As for the product, as in Example 1, a peak derived from a sulfonate was found at 1150 cm ^-1 in the IR spectrum. Further, it was confirmed by the NMR spectrum that it was the title compound. (Evaluation test) 1. Solubility The solubility of each of the cyanine dyes obtained in Examples 1 to 9 was improved in a non-polar solvent as compared with a conventional cyanine dye having an iodine ion as a counter anion (hereinafter, referred to as Comparative Example). 2. Evaluation of Dye Properties Regarding the cyanine dyes obtained in Examples 1 to 4, ultraviolet rays (U
V) The maximum absorption wavelength λ _max and the molecular extinction coefficient ε of each cyanine dye were examined by the absorption spectrum. The results are shown in Table 1.

[0045]

[Table 1]

As is clear from Table 1, the cyanine dyes of Examples 1 to 4 have a molecular extinction coefficient ε as compared with that of the comparative example.
However, there was no change in the maximum absorption wavelength λ _max . From this, it is considered that the cyanine dyes of Examples 1 to 4 have the same characteristics as the dyes of the comparative example. 3. Preparation of Zinc Oxide Photoreceptor Thin Film Zinc oxide, a binder resin (styrene-acrylic copolymer) and the cyanine dye of Comparative Example were added to toluene (a small amount of methanol was added) at a weight ratio of 3: 1: 0.003. A zinc oxide photoconductor thin film for comparison was prepared by dissolving, dispersing, coating on a glass substrate and drying. On the other hand, the cyanine dye obtained in Example was blended in an equimolar amount with the cyanine dye contained in the comparative zinc oxide photoconductor thin film to prepare a zinc oxide photoconductor thin film. 4. Evaluation of sensitizing effect of cyanine dye The sensitizing effect of zinc oxide by the cyanine dye was evaluated by measuring the photocurrent value of the zinc oxide photoconductor thin film obtained as described above. That is, a comb-shaped gold electrode was vapor-deposited on the zinc oxide photoconductor thin film, set in a photocurrent measuring device, and the photocurrent value was measured after humidity adjustment. The result is shown in Figure 5.
Shown in.

From the results shown in FIG. 5, the cyanine dyes of Examples 1 to 4 all have a photoconductivity of about 10 as compared with the dyes of Comparative Examples.
It can be seen that it has improved 0 times.

[0048]

As described above, the cyanine dye of the present invention is
It is useful as a sensitizing dye in a zinc oxide type photoconductor, a photoconductive toner and the like to improve the sensitizing effect.

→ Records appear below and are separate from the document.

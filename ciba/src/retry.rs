//! # Retry Policy
//!
//! Each step of the backchannel sequence is retried on its own when the
//! gateway returns HTTP 500 or cannot be reached. Any other failure is
//! returned immediately and a step never restarts an earlier one.

use std::future::Future;
use std::time::Duration;

use tokio::time::sleep;
use tracing::{info, warn};

use crate::error::{Error, Step};

/// Retry behaviour for transient gateway failures.
#[derive(Clone, Debug, PartialEq)]
pub struct RetryPolicy {
    /// Maximum number of retries after the first attempt.
    pub max_retries: u32,

    /// Delay before the first retry.
    pub initial_backoff: Duration,

    /// Upper bound on any single delay.
    pub max_backoff: Duration,

    /// Factor applied to the delay after each retry.
    pub multiplier: f64,

    /// Random extra delay as a fraction of the computed delay (0.0 to 1.0).
    pub jitter: f64,
}

impl Default for RetryPolicy {
    fn default() -> Self {
        Self {
            max_retries: 2,
            initial_backoff: Duration::from_millis(1000),
            max_backoff: Duration::from_millis(5000),
            multiplier: 2.0,
            jitter: 0.0,
        }
    }
}

impl RetryPolicy {
    /// A policy that never retries.
    #[must_use]
    pub fn none() -> Self {
        Self {
            max_retries: 0,
            ..Self::default()
        }
    }

    /// The delay before retry number `attempt` (zero-based).
    #[must_use]
    #[allow(clippy::cast_possible_truncation, clippy::cast_sign_loss, clippy::cast_precision_loss)]
    pub fn backoff(&self, attempt: u32) -> Duration {
        let exponent = i32::try_from(attempt).unwrap_or(i32::MAX);
        let base = self.initial_backoff.as_millis() as f64 * self.multiplier.powi(exponent);
        let capped = base.min(self.max_backoff.as_millis() as f64);

        let jitter = if self.jitter > 0.0 {
            capped * self.jitter.min(1.0) * fastrand::f64()
        } else {
            0.0
        };

        Duration::from_millis((capped + jitter) as u64)
    }
}

/// The outcome of a single failed attempt.
#[derive(Debug)]
pub(crate) enum Failure {
    /// HTTP 500 or a network-level error: eligible for retry.
    Transient {
        status: Option<u16>,
        message: String,
    },

    /// Any other failure, returned as is.
    Fatal(Error),
}

impl From<Error> for Failure {
    fn from(err: Error) -> Self {
        Self::Fatal(err)
    }
}

/// Run `f` until it succeeds, fails with a non-transient error, or the
/// policy's retries are exhausted. Exhaustion is reported as
/// [`Error::Transient`] carrying the last failure.
pub(crate) async fn with_retry<F, Fut, T>(policy: &RetryPolicy, step: Step, f: F) -> Result<T, Error>
where
    F: Fn() -> Fut,
    Fut: Future<Output = Result<T, Failure>>,
{
    let mut attempt = 0;

    loop {
        match f().await {
            Ok(result) => {
                if attempt > 0 {
                    info!(%step, attempt = attempt + 1, "request succeeded after retry");
                }
                return Ok(result);
            }
            Err(Failure::Fatal(err)) => return Err(err),
            Err(Failure::Transient { status, message }) => {
                if attempt >= policy.max_retries {
                    warn!(%step, attempt = attempt + 1, ?status, "request failed after max retries");
                    return Err(Error::Transient { step, status, message });
                }

                let backoff = policy.backoff(attempt);
                warn!(
                    %step,
                    attempt = attempt + 1,
                    ?status,
                    backoff_ms = backoff.as_millis(),
                    "request failed, retrying after backoff"
                );

                sleep(backoff).await;
                attempt += 1;
            }
        }
    }
}

#[cfg(test)]
mod test {
    use std::sync::atomic::{AtomicU32, Ordering};

    use super::*;

    #[test]
    fn backoff() {
        let policy = RetryPolicy::default();
        assert_eq!(policy.backoff(0), Duration::from_millis(1000));
        assert_eq!(policy.backoff(1), Duration::from_millis(2000));
        assert_eq!(policy.backoff(2), Duration::from_millis(4000));
        assert_eq!(policy.backoff(3), Duration::from_millis(5000));
        assert_eq!(policy.backoff(30), Duration::from_millis(5000));
    }

    #[test]
    fn jitter() {
        let policy = RetryPolicy {
            jitter: 0.5,
            ..RetryPolicy::default()
        };
        for _ in 0..20 {
            let delay = policy.backoff(0);
            assert!(delay >= Duration::from_millis(1000));
            assert!(delay <= Duration::from_millis(1500));
        }
    }

    // Transient failures are retried until the policy is exhausted.
    #[tokio::test(start_paused = true)]
    async fn exhausted() {
        let calls = AtomicU32::new(0);
        let counter = &calls;
        let started = tokio::time::Instant::now();
        let result: Result<(), Error> =
            with_retry(&RetryPolicy::default(), Step::Token, || async move {
                counter.fetch_add(1, Ordering::SeqCst);
                Err(Failure::Transient {
                    status: Some(500),
                    message: "internal error".to_string(),
                })
            })
            .await;

        // 1000ms then 2000ms between the three attempts
        assert_eq!(started.elapsed(), Duration::from_millis(3000));
        assert_eq!(calls.load(Ordering::SeqCst), 3);
        let err = result.expect_err("should fail");
        assert_eq!(err, Error::Transient {
            step: Step::Token,
            status: Some(500),
            message: "internal error".to_string(),
        });
    }

    #[tokio::test(start_paused = true)]
    async fn recovers() {
        let calls = AtomicU32::new(0);
        let counter = &calls;
        let result = with_retry(&RetryPolicy::default(), Step::Authorize, || async move {
            if counter.fetch_add(1, Ordering::SeqCst) == 0 {
                return Err(Failure::Transient {
                    status: None,
                    message: "connection reset".to_string(),
                });
            }
            Ok("auth-req-id")
        })
        .await;

        assert_eq!(result.expect("should succeed"), "auth-req-id");
        assert_eq!(calls.load(Ordering::SeqCst), 2);
    }

    // Non-transient failures are never retried.
    #[tokio::test]
    async fn fatal() {
        let calls = AtomicU32::new(0);
        let counter = &calls;
        let result: Result<(), Error> =
            with_retry(&RetryPolicy::default(), Step::Verify, || async move {
                counter.fetch_add(1, Ordering::SeqCst);
                Err(Error::from_step(Step::Verify, 403, "forbidden").into())
            })
            .await;

        assert_eq!(calls.load(Ordering::SeqCst), 1);
        assert_eq!(result.expect_err("should fail").status(), Some(403));
    }
}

[Brief description of drawings]

FIG. 1 is a graph showing an NMR spectrum of the product obtained in Example 1.

2 is a graph showing an NMR spectrum of the product obtained in Reference Example 1. FIG.

FIG. 3 is a graph showing an NMR spectrum of the product obtained in Reference Example 2.

FIG. 4 is a graph showing an NMR spectrum of the product obtained in Reference Example 3.

FIG. 5 is a graph showing photocurrent measurement results of zinc oxide photoconductor thin films using the cyanine dyes obtained in Examples 1 to 4 and Comparative Example.

─────────────────────────────────────────────────── ─── Continuation of the front page (51) Int.Cl. ⁵ Identification code Internal reference number FI technical display location G03G 5/09 101 8305-2H

Claims (1)

[Claims] 1. General formula (1): [Wherein R ¹ is a hydrogen atom, an alkyl group, an alkoxy group, a phenyl group which may have a substituent or a phenoxy group which may have a substituent, and R ² is an alkyl group,
Alkenyl group or carboxyalkyl group, X ^- is CH
_{3 (CH 2) n SO 3} -, CH 3 (CH 2) n COO - or ## STR2 ## (Wherein, n an integer of 3 or more, R ³ is an alkyl group.), M is an integer of 0 to 3. ] The cyanine dye represented by.